---------- THE DATA ----------

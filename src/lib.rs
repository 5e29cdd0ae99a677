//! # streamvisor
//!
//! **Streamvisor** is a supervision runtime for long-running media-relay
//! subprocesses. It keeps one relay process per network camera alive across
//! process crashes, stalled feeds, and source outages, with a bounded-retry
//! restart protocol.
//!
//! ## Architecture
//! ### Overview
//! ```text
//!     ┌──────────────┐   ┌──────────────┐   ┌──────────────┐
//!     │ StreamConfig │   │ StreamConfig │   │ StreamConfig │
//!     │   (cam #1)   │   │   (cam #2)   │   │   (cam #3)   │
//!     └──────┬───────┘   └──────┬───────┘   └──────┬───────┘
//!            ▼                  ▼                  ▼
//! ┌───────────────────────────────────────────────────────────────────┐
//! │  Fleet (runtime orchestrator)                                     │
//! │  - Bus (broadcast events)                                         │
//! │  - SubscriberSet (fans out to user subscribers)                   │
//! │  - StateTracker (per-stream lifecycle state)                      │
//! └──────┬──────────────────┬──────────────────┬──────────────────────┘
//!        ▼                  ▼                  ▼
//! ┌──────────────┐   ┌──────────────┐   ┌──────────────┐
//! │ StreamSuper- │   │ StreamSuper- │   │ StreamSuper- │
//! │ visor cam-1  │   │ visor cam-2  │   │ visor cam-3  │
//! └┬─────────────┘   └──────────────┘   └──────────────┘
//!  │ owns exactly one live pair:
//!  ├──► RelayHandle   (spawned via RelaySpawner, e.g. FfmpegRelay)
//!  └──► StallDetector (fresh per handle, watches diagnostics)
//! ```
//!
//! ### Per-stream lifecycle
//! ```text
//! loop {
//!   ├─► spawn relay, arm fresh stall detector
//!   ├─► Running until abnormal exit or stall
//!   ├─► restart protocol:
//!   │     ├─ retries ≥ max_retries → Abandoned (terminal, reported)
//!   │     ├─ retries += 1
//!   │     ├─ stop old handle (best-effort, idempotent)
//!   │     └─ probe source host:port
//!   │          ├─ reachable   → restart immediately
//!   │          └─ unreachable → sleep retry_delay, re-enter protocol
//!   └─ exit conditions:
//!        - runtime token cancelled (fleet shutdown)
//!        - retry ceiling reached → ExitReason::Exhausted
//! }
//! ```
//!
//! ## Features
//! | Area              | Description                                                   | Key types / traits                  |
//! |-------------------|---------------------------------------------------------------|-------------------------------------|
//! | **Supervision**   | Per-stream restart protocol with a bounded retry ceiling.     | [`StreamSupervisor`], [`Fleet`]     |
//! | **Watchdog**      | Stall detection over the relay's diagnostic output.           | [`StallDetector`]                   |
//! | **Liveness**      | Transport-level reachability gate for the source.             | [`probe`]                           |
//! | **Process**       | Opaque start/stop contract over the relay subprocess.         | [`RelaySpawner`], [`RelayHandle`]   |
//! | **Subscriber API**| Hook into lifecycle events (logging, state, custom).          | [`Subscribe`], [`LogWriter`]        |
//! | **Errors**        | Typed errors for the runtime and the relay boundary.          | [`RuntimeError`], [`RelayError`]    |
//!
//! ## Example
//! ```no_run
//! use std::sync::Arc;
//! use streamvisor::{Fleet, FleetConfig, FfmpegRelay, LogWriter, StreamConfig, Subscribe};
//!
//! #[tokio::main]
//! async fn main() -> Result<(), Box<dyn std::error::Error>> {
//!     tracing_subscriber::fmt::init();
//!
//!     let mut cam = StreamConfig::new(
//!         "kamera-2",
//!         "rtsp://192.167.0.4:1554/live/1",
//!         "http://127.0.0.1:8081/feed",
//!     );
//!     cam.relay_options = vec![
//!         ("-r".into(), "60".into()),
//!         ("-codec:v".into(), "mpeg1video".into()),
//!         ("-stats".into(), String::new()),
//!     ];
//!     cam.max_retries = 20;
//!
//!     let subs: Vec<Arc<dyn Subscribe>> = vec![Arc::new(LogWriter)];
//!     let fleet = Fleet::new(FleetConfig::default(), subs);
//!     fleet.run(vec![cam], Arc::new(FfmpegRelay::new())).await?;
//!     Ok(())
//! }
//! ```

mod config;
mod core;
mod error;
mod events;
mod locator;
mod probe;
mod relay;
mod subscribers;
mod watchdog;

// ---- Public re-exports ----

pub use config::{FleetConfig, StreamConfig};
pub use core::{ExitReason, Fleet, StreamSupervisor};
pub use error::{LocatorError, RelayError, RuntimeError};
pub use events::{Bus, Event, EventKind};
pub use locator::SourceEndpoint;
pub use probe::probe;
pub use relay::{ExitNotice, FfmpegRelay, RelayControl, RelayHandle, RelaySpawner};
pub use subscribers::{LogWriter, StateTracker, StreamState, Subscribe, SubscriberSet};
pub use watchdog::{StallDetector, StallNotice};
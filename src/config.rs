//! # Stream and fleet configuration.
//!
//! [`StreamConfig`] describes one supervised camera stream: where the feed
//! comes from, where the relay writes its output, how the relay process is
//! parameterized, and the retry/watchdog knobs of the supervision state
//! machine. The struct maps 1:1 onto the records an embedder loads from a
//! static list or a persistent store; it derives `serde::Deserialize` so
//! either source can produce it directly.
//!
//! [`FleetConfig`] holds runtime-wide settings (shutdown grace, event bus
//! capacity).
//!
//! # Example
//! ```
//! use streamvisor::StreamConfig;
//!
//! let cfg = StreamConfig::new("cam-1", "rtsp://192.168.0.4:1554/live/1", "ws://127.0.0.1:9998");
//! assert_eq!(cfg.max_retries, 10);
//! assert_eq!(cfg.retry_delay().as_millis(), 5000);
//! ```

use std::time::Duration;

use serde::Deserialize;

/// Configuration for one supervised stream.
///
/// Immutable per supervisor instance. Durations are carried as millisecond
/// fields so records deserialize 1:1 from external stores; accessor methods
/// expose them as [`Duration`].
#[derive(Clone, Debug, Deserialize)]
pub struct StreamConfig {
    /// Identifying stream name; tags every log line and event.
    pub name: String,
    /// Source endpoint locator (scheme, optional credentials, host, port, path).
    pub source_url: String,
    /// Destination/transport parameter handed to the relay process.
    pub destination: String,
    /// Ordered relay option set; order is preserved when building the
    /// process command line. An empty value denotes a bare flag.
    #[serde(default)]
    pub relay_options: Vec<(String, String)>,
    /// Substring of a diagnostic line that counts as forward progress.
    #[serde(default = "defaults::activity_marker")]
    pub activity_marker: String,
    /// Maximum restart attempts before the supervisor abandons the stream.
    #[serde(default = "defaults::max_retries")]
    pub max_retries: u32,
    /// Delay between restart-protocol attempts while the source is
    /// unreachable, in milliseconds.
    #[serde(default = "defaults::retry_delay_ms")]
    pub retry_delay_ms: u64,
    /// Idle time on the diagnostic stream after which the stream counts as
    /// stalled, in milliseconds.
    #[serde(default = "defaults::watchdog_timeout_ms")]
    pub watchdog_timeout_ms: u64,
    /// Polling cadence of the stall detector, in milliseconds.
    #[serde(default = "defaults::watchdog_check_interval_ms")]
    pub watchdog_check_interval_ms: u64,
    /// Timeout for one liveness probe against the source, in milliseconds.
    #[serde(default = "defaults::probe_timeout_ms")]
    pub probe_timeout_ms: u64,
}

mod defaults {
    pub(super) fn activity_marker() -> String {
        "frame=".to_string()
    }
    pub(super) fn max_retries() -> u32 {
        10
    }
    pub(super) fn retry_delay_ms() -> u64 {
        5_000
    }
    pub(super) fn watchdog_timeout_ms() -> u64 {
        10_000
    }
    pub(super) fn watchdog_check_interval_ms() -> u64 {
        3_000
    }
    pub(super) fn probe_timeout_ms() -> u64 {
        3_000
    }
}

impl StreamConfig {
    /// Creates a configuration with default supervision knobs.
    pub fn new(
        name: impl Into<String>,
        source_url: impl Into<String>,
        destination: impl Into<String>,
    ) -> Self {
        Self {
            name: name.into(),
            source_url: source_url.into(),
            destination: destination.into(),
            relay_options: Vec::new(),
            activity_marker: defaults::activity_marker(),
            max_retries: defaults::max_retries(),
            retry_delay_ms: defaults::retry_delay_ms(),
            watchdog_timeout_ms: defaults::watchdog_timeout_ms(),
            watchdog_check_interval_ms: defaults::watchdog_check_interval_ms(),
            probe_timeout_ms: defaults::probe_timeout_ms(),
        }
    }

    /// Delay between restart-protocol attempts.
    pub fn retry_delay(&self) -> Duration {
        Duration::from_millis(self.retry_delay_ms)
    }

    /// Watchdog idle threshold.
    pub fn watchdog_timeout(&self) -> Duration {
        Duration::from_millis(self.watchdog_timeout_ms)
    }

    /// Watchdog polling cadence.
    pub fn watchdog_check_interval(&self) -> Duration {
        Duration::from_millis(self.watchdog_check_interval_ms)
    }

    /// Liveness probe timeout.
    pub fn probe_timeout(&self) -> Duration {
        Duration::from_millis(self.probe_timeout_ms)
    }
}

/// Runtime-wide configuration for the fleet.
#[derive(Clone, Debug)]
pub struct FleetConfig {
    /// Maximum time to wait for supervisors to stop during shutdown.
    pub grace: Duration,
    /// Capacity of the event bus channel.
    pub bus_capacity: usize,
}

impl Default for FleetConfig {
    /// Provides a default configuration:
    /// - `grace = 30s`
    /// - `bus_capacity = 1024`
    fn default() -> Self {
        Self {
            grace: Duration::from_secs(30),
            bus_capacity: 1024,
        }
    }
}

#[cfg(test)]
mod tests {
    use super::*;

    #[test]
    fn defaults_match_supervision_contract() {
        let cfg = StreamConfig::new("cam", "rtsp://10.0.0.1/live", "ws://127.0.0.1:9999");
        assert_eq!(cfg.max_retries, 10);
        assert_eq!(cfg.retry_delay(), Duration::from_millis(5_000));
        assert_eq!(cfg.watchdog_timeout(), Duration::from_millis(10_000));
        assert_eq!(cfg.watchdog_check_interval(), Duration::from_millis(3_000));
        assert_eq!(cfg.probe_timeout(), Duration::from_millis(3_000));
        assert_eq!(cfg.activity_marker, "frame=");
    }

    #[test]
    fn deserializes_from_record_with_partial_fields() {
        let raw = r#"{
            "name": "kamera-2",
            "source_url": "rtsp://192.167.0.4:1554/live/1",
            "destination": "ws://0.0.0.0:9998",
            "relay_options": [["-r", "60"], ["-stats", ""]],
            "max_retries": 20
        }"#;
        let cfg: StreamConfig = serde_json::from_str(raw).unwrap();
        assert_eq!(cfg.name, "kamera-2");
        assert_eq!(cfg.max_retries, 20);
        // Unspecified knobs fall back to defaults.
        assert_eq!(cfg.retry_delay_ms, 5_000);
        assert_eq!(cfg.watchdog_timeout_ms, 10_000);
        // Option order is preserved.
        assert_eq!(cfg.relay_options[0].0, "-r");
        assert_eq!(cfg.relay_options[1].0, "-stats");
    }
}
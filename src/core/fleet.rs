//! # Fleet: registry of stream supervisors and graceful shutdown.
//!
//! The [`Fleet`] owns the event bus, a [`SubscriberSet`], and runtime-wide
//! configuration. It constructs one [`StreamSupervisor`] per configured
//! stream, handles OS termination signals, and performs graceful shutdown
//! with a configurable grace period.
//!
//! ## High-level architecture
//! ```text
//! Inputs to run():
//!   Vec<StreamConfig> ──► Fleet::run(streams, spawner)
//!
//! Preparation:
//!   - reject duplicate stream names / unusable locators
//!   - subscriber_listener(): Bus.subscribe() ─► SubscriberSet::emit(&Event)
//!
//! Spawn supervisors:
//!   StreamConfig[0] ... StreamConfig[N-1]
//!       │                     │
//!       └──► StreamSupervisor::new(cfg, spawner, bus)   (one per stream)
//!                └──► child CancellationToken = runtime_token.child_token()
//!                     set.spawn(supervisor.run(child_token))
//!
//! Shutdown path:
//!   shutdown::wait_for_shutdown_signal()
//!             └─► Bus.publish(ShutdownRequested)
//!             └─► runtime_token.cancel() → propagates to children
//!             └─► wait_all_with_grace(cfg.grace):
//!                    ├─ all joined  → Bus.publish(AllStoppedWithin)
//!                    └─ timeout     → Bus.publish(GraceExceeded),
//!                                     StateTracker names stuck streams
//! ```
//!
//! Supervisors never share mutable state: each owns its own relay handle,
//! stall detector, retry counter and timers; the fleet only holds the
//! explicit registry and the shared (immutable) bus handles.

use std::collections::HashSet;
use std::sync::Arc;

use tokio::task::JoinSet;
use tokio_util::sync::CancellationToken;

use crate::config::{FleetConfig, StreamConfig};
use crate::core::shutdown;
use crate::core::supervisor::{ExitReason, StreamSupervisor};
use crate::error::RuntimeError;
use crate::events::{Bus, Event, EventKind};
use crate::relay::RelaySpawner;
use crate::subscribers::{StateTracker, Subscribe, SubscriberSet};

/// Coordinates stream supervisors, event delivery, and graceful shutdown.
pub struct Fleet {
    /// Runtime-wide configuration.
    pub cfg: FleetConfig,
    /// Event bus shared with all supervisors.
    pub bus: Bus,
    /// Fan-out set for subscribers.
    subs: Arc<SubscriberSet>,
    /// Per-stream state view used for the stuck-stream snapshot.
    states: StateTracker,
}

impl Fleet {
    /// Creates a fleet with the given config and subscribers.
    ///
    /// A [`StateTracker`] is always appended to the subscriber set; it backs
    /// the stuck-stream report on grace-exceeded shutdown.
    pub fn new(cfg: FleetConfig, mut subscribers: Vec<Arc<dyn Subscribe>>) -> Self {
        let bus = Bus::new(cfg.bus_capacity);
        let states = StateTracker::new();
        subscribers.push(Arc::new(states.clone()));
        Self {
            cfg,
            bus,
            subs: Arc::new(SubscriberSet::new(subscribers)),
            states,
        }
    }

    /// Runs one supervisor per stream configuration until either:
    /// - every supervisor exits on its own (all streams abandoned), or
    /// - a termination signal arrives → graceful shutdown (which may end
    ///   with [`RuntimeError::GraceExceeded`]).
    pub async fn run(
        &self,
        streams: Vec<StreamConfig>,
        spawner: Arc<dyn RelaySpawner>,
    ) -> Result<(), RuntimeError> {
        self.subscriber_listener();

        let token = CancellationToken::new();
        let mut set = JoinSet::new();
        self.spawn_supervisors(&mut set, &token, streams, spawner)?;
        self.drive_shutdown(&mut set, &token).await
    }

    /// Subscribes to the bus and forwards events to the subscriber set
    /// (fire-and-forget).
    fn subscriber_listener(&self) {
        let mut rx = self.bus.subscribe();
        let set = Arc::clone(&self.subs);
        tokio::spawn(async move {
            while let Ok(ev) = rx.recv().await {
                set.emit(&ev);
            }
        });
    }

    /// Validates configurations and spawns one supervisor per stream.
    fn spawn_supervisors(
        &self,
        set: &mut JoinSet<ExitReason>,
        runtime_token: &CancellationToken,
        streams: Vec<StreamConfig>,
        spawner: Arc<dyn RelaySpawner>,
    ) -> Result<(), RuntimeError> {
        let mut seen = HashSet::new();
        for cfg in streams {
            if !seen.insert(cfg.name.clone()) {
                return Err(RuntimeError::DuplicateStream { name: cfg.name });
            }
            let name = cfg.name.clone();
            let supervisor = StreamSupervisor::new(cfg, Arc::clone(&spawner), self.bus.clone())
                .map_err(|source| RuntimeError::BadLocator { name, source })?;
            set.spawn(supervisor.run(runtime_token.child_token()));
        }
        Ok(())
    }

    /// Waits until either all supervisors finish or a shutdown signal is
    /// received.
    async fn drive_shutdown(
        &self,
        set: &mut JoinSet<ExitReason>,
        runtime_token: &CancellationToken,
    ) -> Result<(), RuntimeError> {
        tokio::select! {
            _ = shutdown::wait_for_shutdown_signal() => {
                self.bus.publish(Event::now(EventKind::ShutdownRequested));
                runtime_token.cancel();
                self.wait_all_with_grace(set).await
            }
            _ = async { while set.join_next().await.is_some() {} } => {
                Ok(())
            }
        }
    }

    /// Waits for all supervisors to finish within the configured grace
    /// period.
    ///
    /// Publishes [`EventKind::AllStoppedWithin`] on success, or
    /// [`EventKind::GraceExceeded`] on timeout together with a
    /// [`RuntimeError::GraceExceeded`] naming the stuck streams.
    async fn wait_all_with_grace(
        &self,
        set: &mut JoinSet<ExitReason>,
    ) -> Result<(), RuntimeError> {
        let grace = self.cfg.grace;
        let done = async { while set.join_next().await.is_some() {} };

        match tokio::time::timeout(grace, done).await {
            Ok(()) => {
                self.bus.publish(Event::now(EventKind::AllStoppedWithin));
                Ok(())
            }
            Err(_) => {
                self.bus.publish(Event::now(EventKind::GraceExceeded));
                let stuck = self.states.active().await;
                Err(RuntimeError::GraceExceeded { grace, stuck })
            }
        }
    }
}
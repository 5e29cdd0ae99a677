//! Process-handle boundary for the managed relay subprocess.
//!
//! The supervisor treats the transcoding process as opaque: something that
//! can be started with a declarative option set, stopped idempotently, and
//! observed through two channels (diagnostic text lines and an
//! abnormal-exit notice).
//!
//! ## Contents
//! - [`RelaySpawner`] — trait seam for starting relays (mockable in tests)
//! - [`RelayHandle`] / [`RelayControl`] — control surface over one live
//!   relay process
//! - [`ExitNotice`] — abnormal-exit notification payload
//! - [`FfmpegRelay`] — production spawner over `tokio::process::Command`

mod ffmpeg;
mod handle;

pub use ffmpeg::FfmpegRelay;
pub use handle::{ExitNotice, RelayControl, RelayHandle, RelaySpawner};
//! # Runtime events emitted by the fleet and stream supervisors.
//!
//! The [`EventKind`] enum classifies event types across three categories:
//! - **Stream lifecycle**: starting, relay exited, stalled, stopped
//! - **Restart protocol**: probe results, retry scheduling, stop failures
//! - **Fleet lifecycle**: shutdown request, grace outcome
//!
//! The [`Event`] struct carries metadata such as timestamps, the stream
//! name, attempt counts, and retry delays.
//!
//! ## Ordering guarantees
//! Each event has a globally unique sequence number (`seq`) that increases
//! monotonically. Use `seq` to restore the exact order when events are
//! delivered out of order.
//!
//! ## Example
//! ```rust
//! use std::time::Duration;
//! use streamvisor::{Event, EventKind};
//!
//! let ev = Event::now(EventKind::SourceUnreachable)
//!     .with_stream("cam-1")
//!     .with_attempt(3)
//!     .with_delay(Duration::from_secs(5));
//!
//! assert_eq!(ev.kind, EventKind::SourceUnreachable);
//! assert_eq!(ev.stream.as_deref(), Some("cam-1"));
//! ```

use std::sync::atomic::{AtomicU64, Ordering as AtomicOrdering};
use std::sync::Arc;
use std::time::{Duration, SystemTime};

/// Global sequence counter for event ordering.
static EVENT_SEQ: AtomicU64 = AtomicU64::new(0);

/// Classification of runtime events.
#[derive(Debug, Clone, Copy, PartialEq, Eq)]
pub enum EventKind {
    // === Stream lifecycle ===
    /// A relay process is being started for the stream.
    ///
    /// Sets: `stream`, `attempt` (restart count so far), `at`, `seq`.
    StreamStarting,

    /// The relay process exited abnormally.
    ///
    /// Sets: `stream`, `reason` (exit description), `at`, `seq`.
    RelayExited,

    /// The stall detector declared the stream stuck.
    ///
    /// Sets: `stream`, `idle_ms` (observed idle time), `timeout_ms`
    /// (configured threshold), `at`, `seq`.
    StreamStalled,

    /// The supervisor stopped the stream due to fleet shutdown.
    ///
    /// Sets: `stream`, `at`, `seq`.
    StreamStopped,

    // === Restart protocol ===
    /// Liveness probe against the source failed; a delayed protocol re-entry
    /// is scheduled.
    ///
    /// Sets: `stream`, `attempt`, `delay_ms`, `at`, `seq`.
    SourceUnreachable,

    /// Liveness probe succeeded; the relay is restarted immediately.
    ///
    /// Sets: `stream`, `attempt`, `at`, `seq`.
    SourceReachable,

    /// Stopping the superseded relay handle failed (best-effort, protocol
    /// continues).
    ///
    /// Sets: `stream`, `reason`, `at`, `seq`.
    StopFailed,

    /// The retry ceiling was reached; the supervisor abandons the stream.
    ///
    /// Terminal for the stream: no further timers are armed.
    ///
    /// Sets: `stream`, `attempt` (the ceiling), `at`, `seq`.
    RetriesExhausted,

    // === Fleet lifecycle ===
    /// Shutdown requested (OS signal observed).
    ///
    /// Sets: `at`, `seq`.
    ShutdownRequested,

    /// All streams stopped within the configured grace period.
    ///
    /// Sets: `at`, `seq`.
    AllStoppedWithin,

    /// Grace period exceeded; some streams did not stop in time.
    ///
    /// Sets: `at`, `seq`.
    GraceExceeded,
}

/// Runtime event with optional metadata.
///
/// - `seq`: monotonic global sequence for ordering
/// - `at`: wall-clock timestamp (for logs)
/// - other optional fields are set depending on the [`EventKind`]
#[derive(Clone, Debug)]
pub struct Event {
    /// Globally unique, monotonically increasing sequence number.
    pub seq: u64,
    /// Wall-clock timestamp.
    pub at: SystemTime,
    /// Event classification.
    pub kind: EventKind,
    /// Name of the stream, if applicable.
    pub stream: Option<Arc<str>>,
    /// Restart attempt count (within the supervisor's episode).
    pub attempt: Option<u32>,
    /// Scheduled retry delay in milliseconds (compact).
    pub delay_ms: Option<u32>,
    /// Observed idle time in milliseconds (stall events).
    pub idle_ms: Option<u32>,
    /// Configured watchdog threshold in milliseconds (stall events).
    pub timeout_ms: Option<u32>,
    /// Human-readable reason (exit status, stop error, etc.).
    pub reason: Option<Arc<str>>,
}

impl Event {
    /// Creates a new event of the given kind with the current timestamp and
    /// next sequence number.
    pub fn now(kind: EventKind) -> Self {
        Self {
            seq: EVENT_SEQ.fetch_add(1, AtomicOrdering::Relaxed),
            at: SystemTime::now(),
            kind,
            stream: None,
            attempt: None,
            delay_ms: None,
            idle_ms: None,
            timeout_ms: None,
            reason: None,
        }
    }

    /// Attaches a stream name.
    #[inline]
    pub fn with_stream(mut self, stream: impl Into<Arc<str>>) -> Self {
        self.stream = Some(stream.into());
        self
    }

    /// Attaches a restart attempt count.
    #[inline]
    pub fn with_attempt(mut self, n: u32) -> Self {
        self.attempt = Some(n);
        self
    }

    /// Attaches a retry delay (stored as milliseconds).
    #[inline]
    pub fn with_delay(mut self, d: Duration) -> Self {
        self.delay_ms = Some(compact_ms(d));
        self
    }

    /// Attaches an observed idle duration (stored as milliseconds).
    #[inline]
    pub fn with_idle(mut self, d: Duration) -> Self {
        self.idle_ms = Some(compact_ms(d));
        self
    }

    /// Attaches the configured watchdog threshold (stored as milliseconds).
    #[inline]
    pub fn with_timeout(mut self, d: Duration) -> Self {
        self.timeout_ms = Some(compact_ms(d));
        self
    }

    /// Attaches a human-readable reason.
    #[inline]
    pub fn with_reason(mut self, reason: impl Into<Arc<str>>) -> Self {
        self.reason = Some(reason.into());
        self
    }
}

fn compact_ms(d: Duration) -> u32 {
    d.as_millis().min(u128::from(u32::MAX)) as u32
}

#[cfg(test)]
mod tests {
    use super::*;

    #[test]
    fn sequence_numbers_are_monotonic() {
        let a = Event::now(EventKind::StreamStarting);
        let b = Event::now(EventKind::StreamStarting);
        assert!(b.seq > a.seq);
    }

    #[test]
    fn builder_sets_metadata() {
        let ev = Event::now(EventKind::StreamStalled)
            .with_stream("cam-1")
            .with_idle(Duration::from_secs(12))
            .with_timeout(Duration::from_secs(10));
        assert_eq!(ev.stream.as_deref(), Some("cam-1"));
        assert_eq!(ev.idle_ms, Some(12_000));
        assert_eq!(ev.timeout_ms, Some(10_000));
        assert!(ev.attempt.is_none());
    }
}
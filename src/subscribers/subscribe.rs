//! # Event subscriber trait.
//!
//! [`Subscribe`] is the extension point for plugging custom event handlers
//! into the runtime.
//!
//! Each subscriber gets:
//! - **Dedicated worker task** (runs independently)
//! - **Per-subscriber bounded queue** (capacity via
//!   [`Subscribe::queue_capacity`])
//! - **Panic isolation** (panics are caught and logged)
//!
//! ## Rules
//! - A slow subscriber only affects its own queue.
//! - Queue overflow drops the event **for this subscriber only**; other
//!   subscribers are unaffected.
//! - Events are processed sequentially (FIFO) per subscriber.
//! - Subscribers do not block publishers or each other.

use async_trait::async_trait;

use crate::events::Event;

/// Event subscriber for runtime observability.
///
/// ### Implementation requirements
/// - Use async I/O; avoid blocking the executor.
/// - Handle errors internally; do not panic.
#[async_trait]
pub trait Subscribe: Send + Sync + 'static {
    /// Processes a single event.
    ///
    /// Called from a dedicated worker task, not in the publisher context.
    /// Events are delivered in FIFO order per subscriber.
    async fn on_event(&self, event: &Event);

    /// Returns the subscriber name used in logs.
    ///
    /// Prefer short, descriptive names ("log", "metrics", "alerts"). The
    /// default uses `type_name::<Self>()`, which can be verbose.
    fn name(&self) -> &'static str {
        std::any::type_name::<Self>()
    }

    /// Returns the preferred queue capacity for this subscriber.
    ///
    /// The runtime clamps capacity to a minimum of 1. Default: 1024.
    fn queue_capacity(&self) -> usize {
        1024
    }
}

----------

> ASSIGNMENT: Copy out the lines above, from the one holding "assert_eq!(ev.idle_ms, Some(12_000));" through the final line, with no other lines.

> THE ANSWER:
        assert_eq!(ev.idle_ms, Some(12_000));
        assert_eq!(ev.timeout_ms, Some(10_000));
        assert!(ev.attempt.is_none());
    }
}
filename src/subscribers/subscribe.rs
//! # Event subscriber trait.
//!
//! [`Subscribe`] is the extension point for plugging custom event handlers
//! into the runtime.
//!
//! Each subscriber gets:
//! - **Dedicated worker task** (runs independently)
//! - **Per-subscriber bounded queue** (capacity via
//!   [`Subscribe::queue_capacity`])
//! - **Panic isolation** (panics are caught and logged)
//!
//! ## Rules
//! - A slow subscriber only affects its own queue.
//! - Queue overflow drops the event **for this subscriber only**; other
//!   subscribers are unaffected.
//! - Events are processed sequentially (FIFO) per subscriber.
//! - Subscribers do not block publishers or each other.

use async_trait::async_trait;

use crate::events::Event;

/// Event subscriber for runtime observability.
///
/// ### Implementation requirements
/// - Use async I/O; avoid blocking the executor.
/// - Handle errors internally; do not panic.
#[async_trait]
pub trait Subscribe: Send + Sync + 'static {
    /// Processes a single event.
    ///
    /// Called from a dedicated worker task, not in the publisher context.
    /// Events are delivered in FIFO order per subscriber.
    async fn on_event(&self, event: &Event);

    /// Returns the subscriber name used in logs.
    ///
    /// Prefer short, descriptive names ("log", "metrics", "alerts"). The
    /// default uses `type_name::<Self>()`, which can be verbose.
    fn name(&self) -> &'static str {
        std::any::type_name::<Self>()
    }

    /// Returns the preferred queue capacity for this subscriber.
    ///
    /// The runtime clamps capacity to a minimum of 1. Default: 1024.
    fn queue_capacity(&self) -> usize {
        1024
    }
}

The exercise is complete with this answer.